**Data for the task**
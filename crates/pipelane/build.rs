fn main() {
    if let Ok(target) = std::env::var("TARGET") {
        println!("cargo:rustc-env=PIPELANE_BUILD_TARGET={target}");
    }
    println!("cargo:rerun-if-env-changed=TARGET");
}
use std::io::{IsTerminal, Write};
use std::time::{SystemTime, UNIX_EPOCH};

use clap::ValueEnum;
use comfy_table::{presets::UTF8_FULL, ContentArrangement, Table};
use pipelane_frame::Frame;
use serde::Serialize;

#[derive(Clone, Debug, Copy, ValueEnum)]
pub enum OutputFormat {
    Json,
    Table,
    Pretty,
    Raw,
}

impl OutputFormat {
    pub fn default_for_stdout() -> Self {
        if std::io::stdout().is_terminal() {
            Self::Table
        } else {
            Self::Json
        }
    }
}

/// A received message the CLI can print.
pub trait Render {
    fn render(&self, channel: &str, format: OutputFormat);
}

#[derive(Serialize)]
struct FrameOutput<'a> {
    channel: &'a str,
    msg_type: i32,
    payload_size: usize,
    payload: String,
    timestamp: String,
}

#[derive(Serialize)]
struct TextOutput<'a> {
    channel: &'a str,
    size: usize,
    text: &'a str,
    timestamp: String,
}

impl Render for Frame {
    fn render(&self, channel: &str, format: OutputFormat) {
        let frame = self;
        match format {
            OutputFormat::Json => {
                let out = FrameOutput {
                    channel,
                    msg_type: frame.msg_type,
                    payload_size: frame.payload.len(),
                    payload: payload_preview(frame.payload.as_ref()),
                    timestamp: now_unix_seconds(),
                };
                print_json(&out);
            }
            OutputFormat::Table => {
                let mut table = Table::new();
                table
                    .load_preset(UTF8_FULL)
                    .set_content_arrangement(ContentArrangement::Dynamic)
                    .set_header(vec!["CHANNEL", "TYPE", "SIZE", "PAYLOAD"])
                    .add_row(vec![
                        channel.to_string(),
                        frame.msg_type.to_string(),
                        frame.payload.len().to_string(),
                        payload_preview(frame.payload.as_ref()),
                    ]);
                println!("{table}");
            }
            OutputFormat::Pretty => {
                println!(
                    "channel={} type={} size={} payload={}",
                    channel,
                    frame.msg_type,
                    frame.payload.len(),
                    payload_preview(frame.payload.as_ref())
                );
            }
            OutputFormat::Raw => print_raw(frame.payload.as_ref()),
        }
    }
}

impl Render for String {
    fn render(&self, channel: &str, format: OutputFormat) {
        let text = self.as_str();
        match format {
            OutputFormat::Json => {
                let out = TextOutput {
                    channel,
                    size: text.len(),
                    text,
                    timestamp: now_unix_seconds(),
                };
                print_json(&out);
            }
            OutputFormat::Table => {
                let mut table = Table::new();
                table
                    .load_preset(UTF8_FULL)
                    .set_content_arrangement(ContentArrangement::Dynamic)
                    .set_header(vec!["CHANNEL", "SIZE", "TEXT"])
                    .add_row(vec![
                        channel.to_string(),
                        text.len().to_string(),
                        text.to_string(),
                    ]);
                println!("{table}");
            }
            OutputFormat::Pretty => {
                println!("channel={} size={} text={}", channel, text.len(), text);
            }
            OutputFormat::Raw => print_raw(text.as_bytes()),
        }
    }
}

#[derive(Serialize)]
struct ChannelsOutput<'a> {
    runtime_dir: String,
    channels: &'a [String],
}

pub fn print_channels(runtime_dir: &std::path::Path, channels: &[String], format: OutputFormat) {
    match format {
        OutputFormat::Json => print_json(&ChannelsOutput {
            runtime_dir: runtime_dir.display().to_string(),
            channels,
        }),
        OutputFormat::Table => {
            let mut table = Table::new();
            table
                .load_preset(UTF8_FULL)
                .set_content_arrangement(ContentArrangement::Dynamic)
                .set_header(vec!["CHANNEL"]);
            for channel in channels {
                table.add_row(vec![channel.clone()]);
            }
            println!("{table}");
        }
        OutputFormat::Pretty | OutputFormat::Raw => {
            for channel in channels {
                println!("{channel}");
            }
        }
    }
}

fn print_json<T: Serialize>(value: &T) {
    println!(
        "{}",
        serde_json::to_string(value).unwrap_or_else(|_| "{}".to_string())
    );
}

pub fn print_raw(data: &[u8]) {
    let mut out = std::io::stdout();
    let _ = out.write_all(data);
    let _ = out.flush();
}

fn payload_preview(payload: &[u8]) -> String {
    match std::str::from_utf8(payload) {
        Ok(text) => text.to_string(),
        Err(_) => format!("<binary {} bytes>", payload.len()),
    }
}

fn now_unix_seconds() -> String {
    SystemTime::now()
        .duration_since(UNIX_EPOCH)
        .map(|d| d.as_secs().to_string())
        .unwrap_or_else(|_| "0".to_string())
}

**The task**
The only acceptable answer is the full set of entries, repeated exactly.

**Answer for the task**
filename crates/pipelane/build.rs
fn main() {
    if let Ok(target) = std::env::var("TARGET") {
        println!("cargo:rustc-env=PIPELANE_BUILD_TARGET={target}");
    }
    println!("cargo:rerun-if-env-changed=TARGET");
}
use std::io::{IsTerminal, Write};
use std::time::{SystemTime, UNIX_EPOCH};

use clap::ValueEnum;
use comfy_table::{presets::UTF8_FULL, ContentArrangement, Table};
use pipelane_frame::Frame;
use serde::Serialize;

#[derive(Clone, Debug, Copy, ValueEnum)]
pub enum OutputFormat {
    Json,
    Table,
    Pretty,
    Raw,
}

impl OutputFormat {
    pub fn default_for_stdout() -> Self {
        if std::io::stdout().is_terminal() {
            Self::Table
        } else {
            Self::Json
        }
    }
}

/// A received message the CLI can print.
pub trait Render {
    fn render(&self, channel: &str, format: OutputFormat);
}

#[derive(Serialize)]
struct FrameOutput<'a> {
    channel: &'a str,
    msg_type: i32,
    payload_size: usize,
    payload: String,
    timestamp: String,
}

#[derive(Serialize)]
struct TextOutput<'a> {
    channel: &'a str,
    size: usize,
    text: &'a str,
    timestamp: String,
}

impl Render for Frame {
    fn render(&self, channel: &str, format: OutputFormat) {
        let frame = self;
        match format {
            OutputFormat::Json => {
                let out = FrameOutput {
                    channel,
                    msg_type: frame.msg_type,
                    payload_size: frame.payload.len(),
                    payload: payload_preview(frame.payload.as_ref()),
                    timestamp: now_unix_seconds(),
                };
                print_json(&out);
            }
            OutputFormat::Table => {
                let mut table = Table::new();
                table
                    .load_preset(UTF8_FULL)
                    .set_content_arrangement(ContentArrangement::Dynamic)
                    .set_header(vec!["CHANNEL", "TYPE", "SIZE", "PAYLOAD"])
                    .add_row(vec![
                        channel.to_string(),
                        frame.msg_type.to_string(),
                        frame.payload.len().to_string(),
                        payload_preview(frame.payload.as_ref()),
                    ]);
                println!("{table}");
            }
            OutputFormat::Pretty => {
                println!(
                    "channel={} type={} size={} payload={}",
                    channel,
                    frame.msg_type,
                    frame.payload.len(),
                    payload_preview(frame.payload.as_ref())
                );
            }
            OutputFormat::Raw => print_raw(frame.payload.as_ref()),
        }
    }
}

impl Render for String {
    fn render(&self, channel: &str, format: OutputFormat) {
        let text = self.as_str();
        match format {
            OutputFormat::Json => {
                let out = TextOutput {
                    channel,
                    size: text.len(),
                    text,
                    timestamp: now_unix_seconds(),
                };
                print_json(&out);
            }
            OutputFormat::Table => {
                let mut table = Table::new();
                table
                    .load_preset(UTF8_FULL)
                    .set_content_arrangement(ContentArrangement::Dynamic)
                    .set_header(vec!["CHANNEL", "SIZE", "TEXT"])
                    .add_row(vec![
                        channel.to_string(),
                        text.len().to_string(),
                        text.to_string(),
                    ]);
                println!("{table}");
            }
            OutputFormat::Pretty => {
                println!("channel={} size={} text={}", channel, text.len(), text);
            }
            OutputFormat::Raw => print_raw(text.as_bytes()),
        }
    }
}

#[derive(Serialize)]
struct ChannelsOutput<'a> {
    runtime_dir: String,
    channels: &'a [String],
}

pub fn print_channels(runtime_dir: &std::path::Path, channels: &[String], format: OutputFormat) {
    match format {
        OutputFormat::Json => print_json(&ChannelsOutput {
            runtime_dir: runtime_dir.display().to_string(),
            channels,
        }),
        OutputFormat::Table => {
            let mut table = Table::new();
            table
                .load_preset(UTF8_FULL)
                .set_content_arrangement(ContentArrangement::Dynamic)
                .set_header(vec!["CHANNEL"]);
            for channel in channels {
                table.add_row(vec![channel.clone()]);
            }
            println!("{table}");
        }
        OutputFormat::Pretty | OutputFormat::Raw => {
            for channel in channels {
                println!("{channel}");
            }
        }
    }
}

fn print_json<T: Serialize>(value: &T) {
    println!(
        "{}",
        serde_json::to_string(value).unwrap_or_else(|_| "{}".to_string())
    );
}

pub fn print_raw(data: &[u8]) {
    let mut out = std::io::stdout();
    let _ = out.write_all(data);
    let _ = out.flush();
}

fn payload_preview(payload: &[u8]) -> String {
    match std::str::from_utf8(payload) {
        Ok(text) => text.to_string(),
        Err(_) => format!("<binary {} bytes>", payload.len()),
    }
}

fn now_unix_seconds() -> String {
    SystemTime::now()
        .duration_since(UNIX_EPOCH)
        .map(|d| d.as_secs().to_string())
        .unwrap_or_else(|_| "0".to_string())
}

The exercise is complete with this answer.